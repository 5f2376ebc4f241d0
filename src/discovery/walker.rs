//! Depth-bounded directory walk
//!
//! Entries are visited depth first in lexical order, each directory's
//! contents immediately after the directory itself. Direct children of the
//! root sit at depth 0, so a directory at depth `d` is only entered when
//! `d + 1` does not exceed the query's maximum depth.

use std::path::{Path, PathBuf};

use log::{debug, trace, warn};

use crate::discovery::filesystem::{EntryKind, FileSystem, LocalFileSystem};
use crate::discovery::matcher::is_match;
use crate::query::Query;

/// Executes queries against a [`FileSystem`]
#[derive(Debug, Clone, Default)]
pub struct Walker<F = LocalFileSystem> {
    fs: F,
}

impl Walker<LocalFileSystem> {
    /// Creates a walker over the local filesystem
    pub fn new() -> Self {
        Walker {
            fs: LocalFileSystem,
        }
    }
}

impl<F: FileSystem> Walker<F> {
    /// Creates a walker over a custom filesystem
    pub fn with_file_system(fs: F) -> Self {
        Walker { fs }
    }

    /// Runs one search and returns the absolute paths of all matching files
    ///
    /// A root that is missing or unreadable yields an empty result, as do
    /// roots that are not directories. Unreadable subdirectories are skipped.
    pub fn search(&self, query: Query) -> Vec<PathBuf> {
        let mut files = Vec::new();

        let root = match std::path::absolute(query.root()) {
            Ok(root) => root,
            Err(e) => {
                debug!("Cannot resolve search root {}: {e}", query.root().display());
                return files;
            }
        };

        debug!(
            "Searching {} (max depth {}, {} predicates)",
            root.display(),
            query.max_depth(),
            query.predicates().len()
        );

        match self.fs.list(&root) {
            Ok(entries) => self.visit(&query, entries, 0, &mut files),
            Err(e) => debug!("Cannot read search root {}: {e}", root.display()),
        }

        debug!("Found {} files below {}", files.len(), root.display());

        files
    }

    fn visit(
        &self,
        query: &Query,
        mut entries: Vec<PathBuf>,
        depth: usize,
        files: &mut Vec<PathBuf>,
    ) {
        entries.sort_by(|a, b| a.file_name().cmp(&b.file_name()));

        for path in entries {
            let info = match self.fs.stat(&path) {
                Ok(info) => info,
                Err(e) => {
                    debug!("Skipping {}: {e}", path.display());
                    continue;
                }
            };

            match info.kind() {
                EntryKind::Directory => self.descend(query, &path, depth, files),
                EntryKind::File => {
                    if is_match(query.predicates(), &path, &info) {
                        files.push(path);
                    }
                }
                EntryKind::Symlink | EntryKind::Other => {
                    trace!("Ignoring non-regular entry {}", path.display());
                }
            }
        }
    }

    fn descend(&self, query: &Query, dir: &Path, depth: usize, files: &mut Vec<PathBuf>) {
        if depth >= query.max_depth() {
            trace!("Not descending into {} at depth {depth}", dir.display());
            return;
        }

        match self.fs.list(dir) {
            Ok(children) => self.visit(query, children, depth + 1, files),
            Err(e) => warn!("Skipping unreadable directory {}: {e}", dir.display()),
        }
    }
}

Exercise description - Your answer must be the lines above from the one containing "a custom filesystem" to the one containing "result, as do", both included, restated word for word.

Exercise answer -
    /// Creates a walker over a custom filesystem
    pub fn with_file_system(fs: F) -> Self {
        Walker { fs }
    }

    /// Runs one search and returns the absolute paths of all matching files
    ///
    /// A root that is missing or unreadable yields an empty result, as do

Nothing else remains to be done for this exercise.